You’re welcome, @slangford! I totally understand what you’re saying as I had similar concerns even with my middle school kids when I first started teaching the unit. I wondered if they’d be less interested or frustrated that they weren’t creating more complex drawings/games (especially the kids who regularly play video games), but I was totally proven wrong.
Being the first time they are creating something artistic using code, the simplicity of where they are starting never has seemed to matter- if anything, sometimes I think my students really have enjoyed that aspect of the unit. Maybe it’s because it’s taken them back a bit to their childhood and a more basic way of creating something from scratch?

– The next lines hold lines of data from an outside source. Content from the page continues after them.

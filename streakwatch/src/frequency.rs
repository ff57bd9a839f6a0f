//! Outcome frequency tally.

use serde::{Deserialize, Serialize};

#[cfg(feature = "typescript")]
use ts_rs::TS;

use crate::types::Outcome;

/// Rounded percentage of each outcome in a history.
///
/// Each value is rounded on its own (half-up), so the three need not sum
/// to exactly 100.
#[derive(Debug, Clone, Copy, Default, PartialEq, Eq, Serialize, Deserialize)]
#[cfg_attr(feature = "typescript", derive(TS))]
#[cfg_attr(feature = "typescript", ts(export))]
pub struct FrequencyTable {
    pub home: u8,
    pub draw: u8,
    pub away: u8,
}

impl FrequencyTable {
    /// Build a table from literal percentages.
    pub fn new(home: u8, draw: u8, away: u8) -> Self {
        Self { home, draw, away }
    }

    /// Percentage recorded for `outcome`.
    pub fn get(&self, outcome: Outcome) -> u8 {
        match outcome {
            Outcome::Home => self.home,
            Outcome::Draw => self.draw,
            Outcome::Away => self.away,
        }
    }

    /// True when all three percentages are identical.
    pub fn is_uniform(&self) -> bool {
        self.home == self.draw && self.draw == self.away
    }

    /// Every outcome with its percentage, in display order.
    pub fn iter(&self) -> impl Iterator<Item = (Outcome, u8)> + '_ {
        Outcome::ALL.iter().map(move |&o| (o, self.get(o)))
    }
}

/// Tallies outcome percentages over a history.
pub struct FrequencyCounter;

impl FrequencyCounter {
    /// Compute the percentage of each outcome in `history`.
    ///
    /// An empty history yields the all-zero table.
    pub fn compute(history: &[Outcome]) -> FrequencyTable {
        let total = history.len();
        if total == 0 {
            return FrequencyTable::default();
        }

        let percent = |outcome: Outcome| {
            let count = history.iter().filter(|&&o| o == outcome).count();
            round_half_up_percent(count, total)
        };

        FrequencyTable {
            home: percent(Outcome::Home),
            draw: percent(Outcome::Draw),
            away: percent(Outcome::Away),
        }
    }
}

/// `round(count / total * 100)` with halves rounded up, in exact integers.
fn round_half_up_percent(count: usize, total: usize) -> u8 {
    let rounded = (count * 200 + total) / (2 * total);
    // count <= total, so the result never exceeds 100.
    rounded.min(100) as u8
}
//! Configuration for streakwatch.

use serde::{Deserialize, Serialize};

use crate::types::{EngineError, Result};

/// Log levels accepted by [`GeneralConfig::log_level`].
const LOG_LEVELS: [&str; 5] = ["trace", "debug", "info", "warn", "error"];

/// Top-level configuration.
#[derive(Debug, Clone, Default, Serialize, Deserialize)]
#[serde(default)]
pub struct StreakwatchConfig {
    /// Engine configuration
    pub engine: EngineConfig,
    /// Display configuration
    pub display: DisplayConfig,
    /// General settings
    pub general: GeneralConfig,
}

impl StreakwatchConfig {
    /// Load config from YAML.
    pub fn from_yaml(yaml: &str) -> Result<Self> {
        let config: Self = serde_yaml::from_str(yaml)
            .map_err(|e| EngineError::ConfigError(e.to_string()))?;
        config.validate()?;
        Ok(config)
    }

    /// Serialize to YAML.
    pub fn to_yaml(&self) -> Result<String> {
        serde_yaml::to_string(self).map_err(|e| EngineError::ConfigError(e.to_string()))
    }

    /// Check values that serde cannot.
    pub fn validate(&self) -> Result<()> {
        let level = self.general.log_level.to_ascii_lowercase();
        if !LOG_LEVELS.contains(&level.as_str()) {
            return Err(EngineError::ConfigError(format!(
                "unknown log level {:?}",
                self.general.log_level
            )));
        }
        if self.engine.table_id.trim().is_empty() {
            return Err(EngineError::ConfigError("table_id must not be empty".to_string()));
        }
        Ok(())
    }
}

/// Engine configuration.
#[derive(Debug, Clone, Serialize, Deserialize)]
#[serde(default)]
pub struct EngineConfig {
    /// Table this engine tracks
    pub table_id: String,
    /// Seed for the tie-break random source (entropy when absent)
    pub seed: Option<u64>,
}

impl Default for EngineConfig {
    fn default() -> Self {
        Self {
            table_id: uuid::Uuid::new_v4().to_string(),
            seed: None,
        }
    }
}

/// How results are rendered by drivers.
#[derive(Debug, Clone, Copy, PartialEq, Eq, Default, Serialize, Deserialize)]
#[serde(rename_all = "snake_case")]
pub enum OutputFormat {
    /// Human-readable text
    #[default]
    Text,
    /// One JSON document per result
    Json,
}

/// Display configuration.
#[derive(Debug, Clone, Serialize, Deserialize)]
#[serde(default)]
pub struct DisplayConfig {
    /// Include the frequency table in text output
    pub show_frequencies: bool,
    /// Output format
    pub format: OutputFormat,
}

impl Default for DisplayConfig {
    fn default() -> Self {
        Self {
            show_frequencies: true,
            format: OutputFormat::Text,
        }
    }
}

/// General configuration.
#[derive(Debug, Clone, Serialize, Deserialize)]
#[serde(default)]
pub struct GeneralConfig {
    /// Log level
    pub log_level: String,
}

impl Default for GeneralConfig {
    fn default() -> Self {
        Self {
            log_level: "info".to_string(),
        }
    }
}
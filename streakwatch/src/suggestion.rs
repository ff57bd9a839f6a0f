//! Next-outcome suggestion.
//!
//! Combines the pattern catalog with the frequency tally: when at least one
//! pattern matches, the least frequent outcome is suggested, with confidence
//! growing with the number of matched patterns.

use rand::rngs::StdRng;
use rand::{Rng, SeedableRng};
use serde::{Deserialize, Serialize};
use tracing::debug;

#[cfg(feature = "typescript")]
use ts_rs::TS;

use crate::catalog::{Pattern, PatternCatalog, PatternResult};
use crate::frequency::{FrequencyCounter, FrequencyTable};
use crate::history::last_n;
use crate::types::Outcome;

/// Reason reported when no pattern matched.
pub const NO_PATTERN_REASON: &str = "no reliable pattern identified";

/// Order in which candidates are scanned; earlier entries win ties.
pub const SELECTION_PRIORITY: [Outcome; 3] = [Outcome::Away, Outcome::Home, Outcome::Draw];

/// Confidence added to every positive suggestion.
const BASE_CONFIDENCE: usize = 20;
/// Upper bound on confidence.
const MAX_CONFIDENCE: usize = 90;
/// Recent outcomes echoed back in each record.
const LAST_SHOWN: usize = 3;

/// Suggestion derived from one history snapshot.
#[derive(Debug, Clone, PartialEq, Eq, Serialize, Deserialize)]
#[cfg_attr(feature = "typescript", derive(TS))]
#[cfg_attr(feature = "typescript", ts(export))]
pub struct SuggestionRecord {
    /// Whether a suggestion is offered
    pub should_suggest: bool,
    /// Outcome to favor, absent when no suggestion is offered
    pub entry: Option<Outcome>,
    /// Names of matched patterns, or the no-pattern reason
    pub reasons: Vec<String>,
    /// Confidence score (0 - 90)
    pub confidence: u8,
    /// Frequencies the pick was based on
    pub frequencies: FrequencyTable,
    /// Up to three most recent outcomes, oldest first
    pub last_three: Vec<Outcome>,
}

/// Produces suggestion records.
///
/// Owns the random source used when the frequency tally cannot separate the
/// outcomes, so callers can seed it for reproducible runs.
pub struct SuggestionEngine {
    catalog: PatternCatalog,
    rng: StdRng,
}

impl SuggestionEngine {
    /// Create an engine seeded from OS entropy.
    pub fn new() -> Self {
        Self::with_rng(StdRng::from_entropy())
    }

    /// Create an engine with a fixed seed.
    pub fn seeded(seed: u64) -> Self {
        Self::with_rng(StdRng::seed_from_u64(seed))
    }

    /// Create an engine around an existing random source.
    pub fn with_rng(rng: StdRng) -> Self {
        Self {
            catalog: PatternCatalog::new(),
            rng,
        }
    }

    /// Evaluate the catalog and derive a suggestion for `history`.
    pub fn suggest(&mut self, history: &[Outcome]) -> SuggestionRecord {
        let patterns = self.catalog.analyze_all(history);
        self.suggest_from_patterns(history, &patterns)
    }

    /// Derive a suggestion from an already evaluated catalog.
    ///
    /// `patterns` must have been computed from `history`.
    pub fn suggest_from_patterns(
        &mut self,
        history: &[Outcome],
        patterns: &PatternResult,
    ) -> SuggestionRecord {
        let frequencies = FrequencyCounter::compute(history);
        let last_three = last_n(history, LAST_SHOWN).to_vec();
        let reasons: Vec<String> = patterns.matched().map(|p| p.name().to_string()).collect();

        if reasons.is_empty() {
            debug!(len = history.len(), "No pattern matched, withholding suggestion");
            return SuggestionRecord {
                should_suggest: false,
                entry: None,
                reasons: vec![NO_PATTERN_REASON.to_string()],
                confidence: 0,
                frequencies,
                last_three,
            };
        }

        let entry = select_entry(&frequencies, &mut self.rng);
        let confidence = confidence_for(reasons.len());

        debug!(
            entry = %entry,
            confidence = confidence,
            matched = reasons.len(),
            "Suggestion derived"
        );

        SuggestionRecord {
            should_suggest: true,
            entry: Some(entry),
            reasons,
            confidence,
            frequencies,
            last_three,
        }
    }
}

impl Default for SuggestionEngine {
    fn default() -> Self {
        Self::new()
    }
}

/// Pick the outcome to favor from a frequency table.
///
/// Candidates are scanned in [`SELECTION_PRIORITY`] order and a candidate
/// replaces the pick only when strictly less frequent, so the earliest
/// candidate at the minimum wins. When all three frequencies are equal the
/// pick is drawn uniformly from `rng` instead.
pub fn select_entry<R: Rng + ?Sized>(frequencies: &FrequencyTable, rng: &mut R) -> Outcome {
    let mut pick = None;
    let mut lowest = u16::MAX;
    for &candidate in &SELECTION_PRIORITY {
        let frequency = u16::from(frequencies.get(candidate));
        if frequency < lowest {
            lowest = frequency;
            pick = Some(candidate);
        }
    }

    match pick {
        Some(outcome) if !frequencies.is_uniform() => outcome,
        _ => {
            let outcome = Outcome::ALL[rng.gen_range(0..Outcome::ALL.len())];
            debug!(entry = %outcome, "Frequencies tied, suggestion drawn at random");
            outcome
        }
    }
}

/// Confidence for `matched` patterns: `min(90, floor(matched / 15 * 100) + 20)`.
pub fn confidence_for(matched: usize) -> u8 {
    let scaled = matched * 100 / Pattern::COUNT;
    (scaled + BASE_CONFIDENCE).min(MAX_CONFIDENCE) as u8
}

Related, @melynn showed some great examples of just how ‘into it’ kids get and how they are totally motivated to create more complex drawings. The same has held true for my kids who are really into video games- they are so excited to learn HOW to create fundamentals of games that they’ve been using since they started playing, even if the sprites and graphics are simplistic. It’s fun to watch how excited they get when they learn how to do something new- and it motivates them to want to learn more in order to make more advanced creations.
I’d say give it a few lessons a go and see what happens! Also, here’s a resource that might help you compare other programs should you decide to go a different path. Keep us posted on how it goes!
P.S. That resource came right from Code.org’s Third Party PD page linked here.